» Dataset content
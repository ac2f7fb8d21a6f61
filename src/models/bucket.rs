//! Represents a logical bucket in the local object store.

use chrono::{DateTime, Utc};
use serde::{Deserialize, Serialize};
use sqlx::FromRow;
use uuid::Uuid;

/// A storage bucket in the local store.
///
/// Buckets act as namespaces for backup objects and record the region they
/// were created for.
#[derive(Serialize, Deserialize, Clone, FromRow, Debug)]
pub struct Bucket {
    /// Unique identifier for this bucket (UUID for internal DB use).
    pub id: Uuid,

    /// Globally unique bucket name (must conform to DNS naming rules).
    pub name: String,

    /// Region where the bucket is hosted (e.g. "us-west-2").
    pub region: String,

    /// When this bucket was created.
    pub created_at: DateTime<Utc>,
}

» Work item
Identify each line in the entries with the word "this" and copy it.

» Answer below
    /// Unique identifier for this bucket (UUID for internal DB use).
    /// When this bucket was created.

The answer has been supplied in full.